I edit on a calibrated NEC 24 inch monitor the MultiSync LCD 2490WUXi2 (via Spyder 3 using the Spectraview II software). I edit my RAW files in both LR3 & CS5 in the sRGB colorspace. I export in the sRGB colorspace and print my photos with a professional lab. My prints come back too dark, de-saturated, cooler in temperature, and my prints seem to have more blacks & reds and my screen shows more warm colors of yellow & orange. My photos on my monitor look great, just like I want. The prints on the other hand are very disappointing. I had been editing with a 140cd/m2 intensity in my calibration target profile.

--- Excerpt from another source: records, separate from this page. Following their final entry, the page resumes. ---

//! Retrieval grader: decides whether the gathered context is worth
//! synthesizing from.

use async_trait::async_trait;
use rq_core::Result;
use tracing::info;

use crate::flow::FlowNode;
use crate::state::{AgentState, StateUpdate};

/// The contract downstream is a boolean the synthesizer can trust. The
/// check here is deliberately cheap: context is relevant when at least one
/// tool step produced usable output.
pub struct RetrievalGraderNode;

#[async_trait]
impl FlowNode for RetrievalGraderNode {
    async fn run(&self, state: &AgentState) -> Result<StateUpdate> {
        let relevant = state.intermediate_steps.iter().any(|step| step.has_content());
        info!(relevant, steps = state.intermediate_steps.len(), "graded gathered context");
        Ok(StateUpdate { context_is_relevant: Some(relevant), ..Default::default() })
    }
}
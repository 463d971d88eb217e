//! repliq indexing engine.
//!
//! Turns a cloned repository into a dual representation: a property graph
//! of structural code facts and a vector index of embedded function
//! descriptions.

pub mod embed;
pub mod fetch;
pub mod graph;
pub mod ingest;
pub mod parser;
pub mod vector;

pub use embed::{Embedder, GeminiEmbedder};
pub use fetch::{build_clone_url, CloneUrlProvider, FileReader, GitFileReader};
pub use graph::{ChildKind, CodeGraph, Neo4jCodeGraph};
pub use ingest::{IngestConfig, IngestReport, IngestionPipeline};
pub use parser::{LanguageParser, ParserRegistry};
pub use vector::{ChunkKind, ChunkMetadata, QdrantIndex, VectorIndex, VectorMatch, VectorRecord};
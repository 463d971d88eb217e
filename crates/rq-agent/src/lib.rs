//! repliq query agent.
//!
//! A staged pipeline over a shared state: the planner decomposes the
//! question, the tool executor gathers context from the code graph, the
//! vector index, or file contents, and the synthesizer writes a grounded
//! answer.

pub mod agent;
pub mod critic;
pub mod executor;
pub mod flow;
pub mod grader;
pub mod llm;
pub mod planner;
pub mod query_gen;
pub mod state;
pub mod synthesizer;
pub mod tools;

pub use agent::QueryAgent;
pub use llm::{complete_structured, ChatModel, ChatRequest, GeminiChat, DEFAULT_TIMEOUT};
pub use state::{AgentState, StateUpdate, ToolRun};
pub use synthesizer::NO_CONTEXT_ANSWER;
pub use tools::ToolKind;
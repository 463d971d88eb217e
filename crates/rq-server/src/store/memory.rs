use chrono::{DateTime, Utc};
use rq_core::Result;
use sqlx::PgPool;
use uuid::Uuid;

#[derive(Debug, Clone, sqlx::FromRow)]
pub struct RepoSummary {
    pub summary_text: String,
    pub last_message_timestamp: Option<DateTime<Utc>>,
}

#[derive(Clone)]
pub struct MemoryStore {
    pool: PgPool,
}

impl MemoryStore {
    pub fn new(pool: PgPool) -> Self {
        Self { pool }
    }

    pub async fn get_summary(
        &self,
        user_id: &str,
        data_source_id: Uuid,
    ) -> Result<Option<RepoSummary>> {
        let row = sqlx::query_as::<_, RepoSummary>(
            "SELECT summary_text, last_message_timestamp FROM repo_conversation_summaries \
             WHERE user_id = $1 AND data_source_id = $2",
        )
        .bind(user_id)
        .bind(data_source_id)
        .fetch_optional(&self.pool)
        .await?;
        Ok(row)
    }

    pub async fn upsert_summary(
        &self,
        user_id: &str,
        data_source_id: Uuid,
        summary_text: &str,
        last_message_timestamp: DateTime<Utc>,
    ) -> Result<()> {
        sqlx::query(
            "INSERT INTO repo_conversation_summaries \
             (user_id, data_source_id, summary_text, last_message_timestamp) \
             VALUES ($1, $2, $3, $4) \
             ON CONFLICT (user_id, data_source_id) DO UPDATE SET \
                 summary_text = EXCLUDED.summary_text, \
                 last_message_timestamp = EXCLUDED.last_message_timestamp",
        )
        .bind(user_id)
        .bind(data_source_id)
        .bind(summary_text)
        .bind(last_message_timestamp)
        .execute(&self.pool)
        .await?;
        Ok(())
    }

    pub async fn list_facts(&self, user_id: &str) -> Result<Vec<(String, String)>> {
        let rows: Vec<(String, String)> = sqlx::query_as(
            "SELECT fact_key, fact_value FROM user_facts WHERE user_id = $1 ORDER BY fact_key",
        )
        .bind(user_id)
        .fetch_all(&self.pool)
        .await?;
        Ok(rows)
    }

    /// Upsert a batch of facts atomically: new keys are inserted, existing
    /// keys are rewritten only when the value actually changed.
    pub async fn upsert_facts(&self, user_id: &str, facts: &[(String, String)]) -> Result<()> {
        if facts.is_empty() {
            return Ok(());
        }

        let mut tx = self.pool.begin().await?;
        for (fact_key, fact_value) in facts {
            sqlx::query(
                "INSERT INTO user_facts (user_id, fact_key, fact_value) VALUES ($1, $2, $3) \
                 ON CONFLICT (user_id, fact_key) DO UPDATE SET \
                     fact_value = EXCLUDED.fact_value, updated_at = now() \
                 WHERE user_facts.fact_value IS DISTINCT FROM EXCLUDED.fact_value",
            )
            .bind(user_id)
            .bind(fact_key)
            .bind(fact_value)
            .execute(&mut *tx)
            .await?;
        }
        tx.commit().await?;
        Ok(())
    }
}
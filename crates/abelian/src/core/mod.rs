//! Core contracts and error values.
//!
//! - [`traits::Elem`], [`traits::Set`]: the minimal element and carrier contracts
//! - [`traits::PartialOrdered`], [`traits::StrictOrdered`]: optional ordering capabilities
//! - [`traits::Enumerable`], [`traits::Nexter`]: optional enumeration capability
//! - [`traits::BinOp`]: binary operations over elements
//! - [`error::SetError`]: failures of construction and arithmetic

pub mod error;
pub mod traits;
//! The integer tuple sets ℤⁿ.
//!
//! - [`IntTupleSet`]: ℤⁿ for a fixed dimension `n`, ordered and with `+`
//! - [`IntTuple`]: an element of ℤⁿ
//! - [`TupleAdd`]: coordinate-wise addition as a [`BinOp`]
//! - [`IntTupleInterval`], [`IntTupleIter`]: enumerable boxes in ℤⁿ

mod elem;
mod interval;

pub use elem::IntTuple;
pub use interval::{IntTupleInterval, IntTupleIter};

use core::cmp::Ordering;
use core::fmt;

use tracing::debug;

use crate::core::error::{Result, SetError};
use crate::core::traits::{BinOp, Elem, Enumerable, PartialOrdered, Set, StrictOrdered};

/// The set ℤⁿ of integer tuples of a fixed dimension.
///
/// `IntTupleSet::new(1)` is ℤ, `IntTupleSet::new(2)` is ℤxℤ, and
/// `IntTupleSet::new(0)` is the trivial set whose only element is `()`.
///
/// The set is both [`PartialOrdered`] and [`StrictOrdered`] under the
/// lexicographic order of its tuples.
///
/// # Example
///
/// ```
/// use abelian::prelude::*;
///
/// let s = IntTupleSet::new(2);
/// assert_eq!(s.name(), "ℤxℤ");
/// assert_eq!(s.identity().to_string(), "(0,0)");
///
/// let x = s.tuple(&[1, 2])?;
/// let y = s.tuple(&[2, 3])?;
/// assert_eq!(s.add(&x, &y)?.to_string(), "(3,5)");
/// assert!(s.tuple(&[1]).is_err());
/// # Ok::<(), abelian::SetError>(())
/// ```
#[derive(Debug, Clone, Copy, PartialEq, Eq, Hash, Default)]
pub struct IntTupleSet {
    dimension: usize,
}

impl IntTupleSet {
    /// Creates ℤⁿ with `n = dimension`.
    #[inline]
    #[must_use]
    pub const fn new(dimension: usize) -> Self {
        Self { dimension }
    }

    /// Size of every tuple in the set.
    #[inline]
    #[must_use]
    pub const fn dimension(&self) -> usize {
        self.dimension
    }

    /// Creates the tuple with coordinates `values`.
    ///
    /// # Errors
    ///
    /// Returns [`SetError::DimensionMismatch`] if `values.len()` is not the
    /// set's dimension.
    pub fn tuple(&self, values: &[i64]) -> Result<IntTuple> {
        self.check(values.len())?;
        Ok(IntTuple::from(values))
    }

    /// The identity `(0,…,0)`.
    #[must_use]
    pub fn zero(&self) -> IntTuple {
        IntTuple::zeros(self.dimension)
    }

    /// True if `x` has this set's dimension.
    #[inline]
    #[must_use]
    pub fn contains(&self, x: &IntTuple) -> bool {
        x.size() == self.dimension
    }

    /// Coordinate-wise sum `x + y`.
    ///
    /// # Errors
    ///
    /// Returns [`SetError::DimensionMismatch`] if either operand has the
    /// wrong dimension, and [`SetError::Overflow`] if a coordinate sum does
    /// not fit in `i64`.
    pub fn add(&self, x: &IntTuple, y: &IntTuple) -> Result<IntTuple> {
        self.check(x.size())?;
        self.check(y.size())?;
        x.iter()
            .zip(y.iter())
            .enumerate()
            .map(|(axis, (a, b))| a.checked_add(*b).ok_or(SetError::Overflow { axis }))
            .collect::<Result<Vec<_>>>()
            .map(IntTuple::from)
    }

    /// Returns `x < y`. False if either tuple has the wrong dimension.
    #[must_use]
    pub fn less(&self, x: &IntTuple, y: &IntTuple) -> bool {
        self.contains(x) && self.contains(y) && x < y
    }

    /// Returns `x ≤ y`. False if either tuple has the wrong dimension.
    #[must_use]
    pub fn less_equal(&self, x: &IntTuple, y: &IntTuple) -> bool {
        self.contains(x) && self.contains(y) && x <= y
    }

    /// The enumerable box `lo..=hi`.
    ///
    /// # Errors
    ///
    /// Returns [`SetError::DimensionMismatch`] if either bound has the wrong
    /// dimension, and [`SetError::InvertedBound`] if `lo[i] > hi[i]` on some
    /// axis.
    pub fn interval(&self, lo: &IntTuple, hi: &IntTuple) -> Result<IntTupleInterval> {
        self.check(lo.size())?;
        self.check(hi.size())?;
        IntTupleInterval::new(lo.clone(), hi.clone())
    }

    /// The `+` operation of this set, for building groups.
    #[inline]
    #[must_use]
    pub const fn add_op(&self) -> TupleAdd {
        TupleAdd { set: *self }
    }

    fn check(&self, size: usize) -> Result<()> {
        if size == self.dimension {
            return Ok(());
        }
        debug!(got = size, expected = self.dimension, "tuple dimension mismatch");
        Err(SetError::DimensionMismatch {
            got: size,
            expected: self.dimension,
        })
    }

    /// Downcasts `x` to a tuple of this set.
    fn member<'a>(&self, x: &'a dyn Elem) -> Result<&'a IntTuple> {
        let t = x
            .downcast_ref::<IntTuple>()
            .ok_or_else(|| SetError::ForeignElem {
                set: self.name(),
                elem: x.to_string(),
            })?;
        self.check(t.size())?;
        Ok(t)
    }
}

impl fmt::Display for IntTupleSet {
    fn fmt(&self, f: &mut fmt::Formatter<'_>) -> fmt::Result {
        if self.dimension == 0 {
            return f.write_str("∅");
        }
        for i in 0..self.dimension {
            if i != 0 {
                f.write_str("x")?;
            }
            f.write_str("ℤ")?;
        }
        Ok(())
    }
}

impl Set for IntTupleSet {
    fn is_in(&self, x: &dyn Elem) -> bool {
        x.downcast_ref::<IntTuple>()
            .is_some_and(|t| self.contains(t))
    }

    fn name(&self) -> String {
        self.to_string()
    }

    fn identity(&self) -> Box<dyn Elem> {
        Box::new(self.zero())
    }

    fn partial_ordered(&self) -> Option<&dyn PartialOrdered> {
        Some(self)
    }

    fn strict_ordered(&self) -> Option<&dyn StrictOrdered> {
        Some(self)
    }
}

impl PartialOrdered for IntTupleSet {
    fn less_equal(&self, x: &dyn Elem, y: &dyn Elem) -> bool {
        self.is_in(x) && matches!(x.compare(y), Some(Ordering::Less | Ordering::Equal))
    }

    fn interval(&self, lo: &dyn Elem, hi: &dyn Elem) -> Result<Box<dyn Enumerable>> {
        let lo = self.member(lo)?;
        let hi = self.member(hi)?;
        Ok(Box::new(IntTupleInterval::new(lo.clone(), hi.clone())?))
    }
}

impl StrictOrdered for IntTupleSet {
    fn less(&self, x: &dyn Elem, y: &dyn Elem) -> bool {
        self.is_in(x) && x.compare(y) == Some(Ordering::Less)
    }
}

/// Coordinate-wise addition on an [`IntTupleSet`], the group operation of ℤⁿ.
///
/// # Example
///
/// ```
/// use abelian::prelude::*;
///
/// let s = IntTupleSet::new(1);
/// let plus = s.add_op();
/// let sum = plus.apply(&s.tuple(&[1])?, &s.tuple(&[2])?)?;
/// assert_eq!(sum.to_string(), "3");
/// assert_eq!(plus.kind(), "+");
/// # Ok::<(), abelian::SetError>(())
/// ```
#[derive(Debug, Clone, Copy, PartialEq, Eq, Hash)]
pub struct TupleAdd {
    set: IntTupleSet,
}

impl TupleAdd {
    /// The set this operation adds within.
    #[inline]
    #[must_use]
    pub const fn set(&self) -> IntTupleSet {
        self.set
    }
}

impl BinOp for TupleAdd {
    fn apply(&self, x: &dyn Elem, y: &dyn Elem) -> Result<Box<dyn Elem>> {
        let x = self.set.member(x)?;
        let y = self.set.member(y)?;
        Ok(Box::new(self.set.add(x, y)?))
    }

    fn kind(&self) -> &str {
        "+"
    }
}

     So, I began to try to remedy the problem. I set my monitor to it's default settings, re-calibrated with Spyder 3, made sure my drivers were up-to-date, lowered my intensity to 120 cd/m2 and made some test prints. The test prints weren't much different than the ones I printed with a 140 cd/m2 intensity calibration. The only ones that looked better in brightness were the ones that I added a little more brightness to for test printing purposes(just to see what would make them look better).

All of the photos that I printed with 3-4 different calibration profiles, varying in intensity between 120 cd/m2-140cdm2 and either a gamma of 2.20 or sRGB gamma settings were less saturated, cooler in temp, darker, seemed to have more blacks, and the prints took on more reds, lacking some in the yellows & oranges.

     What can I try to remedy this? Should I drop my *intensity* to 120cd/m2 and maybe increase my saturation/vibrancy a little as well as increase my brightness some,keep my gamma at 2.20 and maybe adjust my White Point? ? If I lowered my *White Point* between 5500-5800 would my photos become warmer? 6500K seems too cool? I want those warmer colors to show up in my prints, not just on my screen.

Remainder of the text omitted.